### Prompt
Check the entries below for lines with "current"; report only how many there are.

*** Data for this exercise ***

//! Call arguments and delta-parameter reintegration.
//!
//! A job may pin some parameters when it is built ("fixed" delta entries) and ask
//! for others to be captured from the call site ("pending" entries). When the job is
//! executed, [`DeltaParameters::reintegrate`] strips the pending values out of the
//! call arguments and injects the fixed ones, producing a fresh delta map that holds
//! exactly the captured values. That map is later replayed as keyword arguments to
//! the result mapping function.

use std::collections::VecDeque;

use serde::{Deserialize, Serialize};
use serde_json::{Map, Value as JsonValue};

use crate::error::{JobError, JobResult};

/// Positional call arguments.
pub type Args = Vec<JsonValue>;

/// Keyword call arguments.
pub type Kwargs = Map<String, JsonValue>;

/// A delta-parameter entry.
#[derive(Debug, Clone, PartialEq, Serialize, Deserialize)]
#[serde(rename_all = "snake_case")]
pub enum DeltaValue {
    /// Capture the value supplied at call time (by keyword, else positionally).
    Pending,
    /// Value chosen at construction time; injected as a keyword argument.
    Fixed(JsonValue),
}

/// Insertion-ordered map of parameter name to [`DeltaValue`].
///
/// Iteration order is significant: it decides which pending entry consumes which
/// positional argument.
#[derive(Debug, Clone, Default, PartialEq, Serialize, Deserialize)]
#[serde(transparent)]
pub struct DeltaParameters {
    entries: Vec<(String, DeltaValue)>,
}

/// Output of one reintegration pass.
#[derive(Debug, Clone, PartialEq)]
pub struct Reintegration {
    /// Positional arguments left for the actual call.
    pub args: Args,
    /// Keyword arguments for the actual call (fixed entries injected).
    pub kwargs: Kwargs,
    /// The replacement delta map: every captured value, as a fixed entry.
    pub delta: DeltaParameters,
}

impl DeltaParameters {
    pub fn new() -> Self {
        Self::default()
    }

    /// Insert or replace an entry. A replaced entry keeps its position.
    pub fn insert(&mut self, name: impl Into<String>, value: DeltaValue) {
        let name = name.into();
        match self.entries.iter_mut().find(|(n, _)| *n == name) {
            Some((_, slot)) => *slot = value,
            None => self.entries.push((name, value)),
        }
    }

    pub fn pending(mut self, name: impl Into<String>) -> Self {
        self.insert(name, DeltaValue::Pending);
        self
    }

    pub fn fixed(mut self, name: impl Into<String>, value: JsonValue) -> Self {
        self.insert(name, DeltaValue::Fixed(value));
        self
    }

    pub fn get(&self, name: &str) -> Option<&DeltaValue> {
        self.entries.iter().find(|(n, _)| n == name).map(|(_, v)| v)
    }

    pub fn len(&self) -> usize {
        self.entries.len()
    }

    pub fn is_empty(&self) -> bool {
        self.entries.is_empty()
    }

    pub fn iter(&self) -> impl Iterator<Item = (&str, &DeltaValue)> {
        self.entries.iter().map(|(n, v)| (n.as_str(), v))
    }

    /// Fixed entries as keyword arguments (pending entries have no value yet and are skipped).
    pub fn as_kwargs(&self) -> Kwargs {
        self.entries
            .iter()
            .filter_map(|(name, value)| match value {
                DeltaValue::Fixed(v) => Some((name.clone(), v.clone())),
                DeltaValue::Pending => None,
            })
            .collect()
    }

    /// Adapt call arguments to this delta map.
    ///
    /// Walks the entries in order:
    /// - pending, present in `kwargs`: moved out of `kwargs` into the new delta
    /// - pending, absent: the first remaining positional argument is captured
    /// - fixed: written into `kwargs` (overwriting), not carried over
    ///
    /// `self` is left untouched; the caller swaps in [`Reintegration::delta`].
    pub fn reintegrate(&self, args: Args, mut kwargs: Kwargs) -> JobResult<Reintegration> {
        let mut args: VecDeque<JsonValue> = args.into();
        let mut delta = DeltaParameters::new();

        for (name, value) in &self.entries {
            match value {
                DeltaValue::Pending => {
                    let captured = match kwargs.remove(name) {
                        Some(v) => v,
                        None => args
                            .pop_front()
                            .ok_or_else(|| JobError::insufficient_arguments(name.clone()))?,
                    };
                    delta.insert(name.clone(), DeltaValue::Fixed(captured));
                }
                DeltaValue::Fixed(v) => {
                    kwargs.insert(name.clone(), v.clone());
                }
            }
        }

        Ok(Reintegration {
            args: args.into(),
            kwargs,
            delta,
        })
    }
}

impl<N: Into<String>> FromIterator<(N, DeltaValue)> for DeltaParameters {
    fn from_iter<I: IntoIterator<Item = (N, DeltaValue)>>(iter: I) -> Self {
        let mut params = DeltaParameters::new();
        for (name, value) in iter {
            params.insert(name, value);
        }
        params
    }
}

*** End of Data for this exercise ***
*** Data for this exercise ***

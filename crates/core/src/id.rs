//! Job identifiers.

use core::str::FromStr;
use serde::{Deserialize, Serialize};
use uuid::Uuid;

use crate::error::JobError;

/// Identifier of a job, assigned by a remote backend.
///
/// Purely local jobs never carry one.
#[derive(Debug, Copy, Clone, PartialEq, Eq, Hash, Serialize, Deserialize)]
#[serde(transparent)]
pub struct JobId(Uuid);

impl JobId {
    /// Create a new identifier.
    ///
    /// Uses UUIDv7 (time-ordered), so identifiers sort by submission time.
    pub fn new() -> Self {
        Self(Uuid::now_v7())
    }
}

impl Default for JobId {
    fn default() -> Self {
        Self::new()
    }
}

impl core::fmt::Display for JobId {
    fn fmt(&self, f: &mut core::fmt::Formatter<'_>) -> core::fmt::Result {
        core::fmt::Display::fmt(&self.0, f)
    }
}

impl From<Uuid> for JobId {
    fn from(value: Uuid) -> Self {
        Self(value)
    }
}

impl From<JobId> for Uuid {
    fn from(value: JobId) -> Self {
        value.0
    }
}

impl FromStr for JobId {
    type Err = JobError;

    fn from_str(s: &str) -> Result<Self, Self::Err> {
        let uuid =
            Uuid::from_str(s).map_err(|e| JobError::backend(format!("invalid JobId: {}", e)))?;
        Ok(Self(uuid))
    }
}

*** End of Data for this exercise ***
*** Data for this exercise ***

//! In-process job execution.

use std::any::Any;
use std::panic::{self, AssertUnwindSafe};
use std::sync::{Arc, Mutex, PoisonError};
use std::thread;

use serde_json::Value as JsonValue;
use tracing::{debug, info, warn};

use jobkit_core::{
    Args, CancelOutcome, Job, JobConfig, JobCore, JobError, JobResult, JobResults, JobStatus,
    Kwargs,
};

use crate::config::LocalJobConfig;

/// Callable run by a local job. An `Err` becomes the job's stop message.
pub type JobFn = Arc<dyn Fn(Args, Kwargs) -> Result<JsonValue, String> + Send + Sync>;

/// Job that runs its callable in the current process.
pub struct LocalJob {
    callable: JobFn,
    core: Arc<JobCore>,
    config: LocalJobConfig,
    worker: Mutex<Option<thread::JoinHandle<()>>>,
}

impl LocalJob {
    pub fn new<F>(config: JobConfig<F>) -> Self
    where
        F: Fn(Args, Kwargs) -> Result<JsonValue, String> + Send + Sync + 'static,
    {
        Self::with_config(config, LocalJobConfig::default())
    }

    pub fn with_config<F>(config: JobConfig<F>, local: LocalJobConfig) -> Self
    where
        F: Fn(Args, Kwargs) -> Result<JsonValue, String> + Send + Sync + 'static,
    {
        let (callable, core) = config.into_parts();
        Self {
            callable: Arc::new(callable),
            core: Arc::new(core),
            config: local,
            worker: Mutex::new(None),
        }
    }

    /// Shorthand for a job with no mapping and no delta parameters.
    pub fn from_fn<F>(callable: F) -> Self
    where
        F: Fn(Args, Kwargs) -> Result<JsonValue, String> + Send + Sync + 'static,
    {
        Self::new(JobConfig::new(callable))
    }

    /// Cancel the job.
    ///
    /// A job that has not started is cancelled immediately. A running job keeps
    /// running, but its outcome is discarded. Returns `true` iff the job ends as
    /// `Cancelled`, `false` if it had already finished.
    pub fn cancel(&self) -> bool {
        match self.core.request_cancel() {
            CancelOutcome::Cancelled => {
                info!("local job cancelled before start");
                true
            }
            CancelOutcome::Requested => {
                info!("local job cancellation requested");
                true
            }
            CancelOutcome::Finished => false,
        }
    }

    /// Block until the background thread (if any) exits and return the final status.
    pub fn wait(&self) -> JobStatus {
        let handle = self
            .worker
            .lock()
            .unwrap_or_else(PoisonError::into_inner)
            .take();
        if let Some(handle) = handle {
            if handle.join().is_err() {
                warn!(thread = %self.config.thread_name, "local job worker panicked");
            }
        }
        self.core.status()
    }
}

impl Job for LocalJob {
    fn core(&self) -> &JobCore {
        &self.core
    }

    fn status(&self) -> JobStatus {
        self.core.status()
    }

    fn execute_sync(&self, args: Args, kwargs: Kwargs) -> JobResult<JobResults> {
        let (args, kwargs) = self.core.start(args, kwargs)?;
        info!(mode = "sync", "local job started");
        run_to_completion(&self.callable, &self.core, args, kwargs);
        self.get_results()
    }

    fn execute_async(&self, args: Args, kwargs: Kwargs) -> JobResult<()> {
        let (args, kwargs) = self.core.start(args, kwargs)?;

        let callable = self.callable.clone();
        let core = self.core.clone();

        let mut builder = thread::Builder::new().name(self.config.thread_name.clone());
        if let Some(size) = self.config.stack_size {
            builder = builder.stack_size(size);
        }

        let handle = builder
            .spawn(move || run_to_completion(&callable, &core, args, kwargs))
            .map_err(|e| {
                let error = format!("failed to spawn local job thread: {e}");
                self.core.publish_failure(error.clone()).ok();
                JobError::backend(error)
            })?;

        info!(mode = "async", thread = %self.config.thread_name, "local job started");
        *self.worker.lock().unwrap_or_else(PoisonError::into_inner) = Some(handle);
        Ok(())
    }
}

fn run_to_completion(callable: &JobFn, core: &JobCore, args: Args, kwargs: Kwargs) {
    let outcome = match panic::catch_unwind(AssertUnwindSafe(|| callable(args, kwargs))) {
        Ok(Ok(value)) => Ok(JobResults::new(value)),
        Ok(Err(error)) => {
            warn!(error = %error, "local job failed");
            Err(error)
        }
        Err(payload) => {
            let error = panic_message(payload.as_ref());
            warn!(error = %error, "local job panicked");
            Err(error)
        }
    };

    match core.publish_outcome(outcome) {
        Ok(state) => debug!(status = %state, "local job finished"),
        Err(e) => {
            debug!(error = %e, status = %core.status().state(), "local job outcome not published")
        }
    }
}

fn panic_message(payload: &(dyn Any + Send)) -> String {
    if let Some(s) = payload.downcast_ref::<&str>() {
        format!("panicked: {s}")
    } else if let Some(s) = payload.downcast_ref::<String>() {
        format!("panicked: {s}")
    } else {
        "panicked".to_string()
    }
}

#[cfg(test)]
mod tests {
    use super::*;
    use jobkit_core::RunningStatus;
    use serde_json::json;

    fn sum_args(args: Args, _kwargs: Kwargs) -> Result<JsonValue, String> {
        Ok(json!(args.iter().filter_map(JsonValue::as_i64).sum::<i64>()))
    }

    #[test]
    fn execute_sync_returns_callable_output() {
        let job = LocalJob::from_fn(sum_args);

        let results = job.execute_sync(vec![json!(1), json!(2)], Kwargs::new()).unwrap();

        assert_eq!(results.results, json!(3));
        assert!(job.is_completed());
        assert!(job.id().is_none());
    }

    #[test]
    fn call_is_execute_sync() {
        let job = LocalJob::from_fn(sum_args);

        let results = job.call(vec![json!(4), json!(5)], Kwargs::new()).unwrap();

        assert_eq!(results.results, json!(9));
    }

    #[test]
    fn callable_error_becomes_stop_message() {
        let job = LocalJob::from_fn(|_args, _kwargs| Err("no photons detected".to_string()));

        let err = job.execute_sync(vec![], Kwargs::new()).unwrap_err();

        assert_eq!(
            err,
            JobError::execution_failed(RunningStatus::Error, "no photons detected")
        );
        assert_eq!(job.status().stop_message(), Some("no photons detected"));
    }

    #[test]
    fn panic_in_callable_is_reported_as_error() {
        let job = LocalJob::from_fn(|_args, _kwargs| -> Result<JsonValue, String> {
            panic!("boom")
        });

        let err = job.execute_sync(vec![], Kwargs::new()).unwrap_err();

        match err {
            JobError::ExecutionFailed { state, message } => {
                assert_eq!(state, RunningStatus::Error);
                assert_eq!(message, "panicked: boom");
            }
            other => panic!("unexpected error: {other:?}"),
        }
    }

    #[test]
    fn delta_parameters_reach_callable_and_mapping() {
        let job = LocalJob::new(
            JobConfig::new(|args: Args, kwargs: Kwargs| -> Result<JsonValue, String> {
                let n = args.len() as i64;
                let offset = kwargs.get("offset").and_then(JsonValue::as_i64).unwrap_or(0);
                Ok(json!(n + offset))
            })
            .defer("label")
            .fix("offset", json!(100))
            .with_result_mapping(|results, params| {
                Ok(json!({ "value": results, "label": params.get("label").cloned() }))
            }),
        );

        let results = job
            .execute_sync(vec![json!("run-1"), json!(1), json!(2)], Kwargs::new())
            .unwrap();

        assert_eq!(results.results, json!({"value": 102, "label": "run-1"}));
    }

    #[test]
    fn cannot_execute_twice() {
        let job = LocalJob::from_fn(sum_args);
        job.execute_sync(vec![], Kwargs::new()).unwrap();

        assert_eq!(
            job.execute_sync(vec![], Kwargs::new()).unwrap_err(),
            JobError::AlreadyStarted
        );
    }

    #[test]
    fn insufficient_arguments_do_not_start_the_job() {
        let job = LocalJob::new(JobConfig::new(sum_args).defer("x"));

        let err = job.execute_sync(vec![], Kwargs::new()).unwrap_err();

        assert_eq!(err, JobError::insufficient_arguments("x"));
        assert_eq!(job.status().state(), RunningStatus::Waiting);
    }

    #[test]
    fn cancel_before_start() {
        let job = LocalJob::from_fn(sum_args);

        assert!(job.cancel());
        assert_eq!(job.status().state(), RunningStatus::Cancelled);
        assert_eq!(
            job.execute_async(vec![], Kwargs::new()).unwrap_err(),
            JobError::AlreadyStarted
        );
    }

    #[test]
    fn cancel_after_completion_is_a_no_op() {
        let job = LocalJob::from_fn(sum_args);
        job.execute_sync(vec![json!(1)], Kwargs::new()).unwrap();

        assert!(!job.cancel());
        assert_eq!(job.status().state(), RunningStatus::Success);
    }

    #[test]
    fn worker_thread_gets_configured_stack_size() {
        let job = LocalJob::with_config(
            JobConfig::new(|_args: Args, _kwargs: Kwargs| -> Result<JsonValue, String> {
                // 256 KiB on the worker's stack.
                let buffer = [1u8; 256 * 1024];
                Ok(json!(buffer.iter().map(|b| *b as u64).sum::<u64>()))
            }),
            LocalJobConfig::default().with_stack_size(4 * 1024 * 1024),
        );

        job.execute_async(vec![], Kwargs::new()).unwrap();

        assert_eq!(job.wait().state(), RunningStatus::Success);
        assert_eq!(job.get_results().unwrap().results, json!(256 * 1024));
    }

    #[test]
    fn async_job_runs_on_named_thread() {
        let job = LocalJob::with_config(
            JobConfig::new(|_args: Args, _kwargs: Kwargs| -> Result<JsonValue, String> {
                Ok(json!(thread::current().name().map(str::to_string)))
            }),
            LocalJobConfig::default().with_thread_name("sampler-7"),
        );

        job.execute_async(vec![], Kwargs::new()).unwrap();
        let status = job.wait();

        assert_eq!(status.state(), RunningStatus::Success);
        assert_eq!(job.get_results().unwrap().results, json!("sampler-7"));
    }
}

*** End of Data for this exercise ***

### Task output
2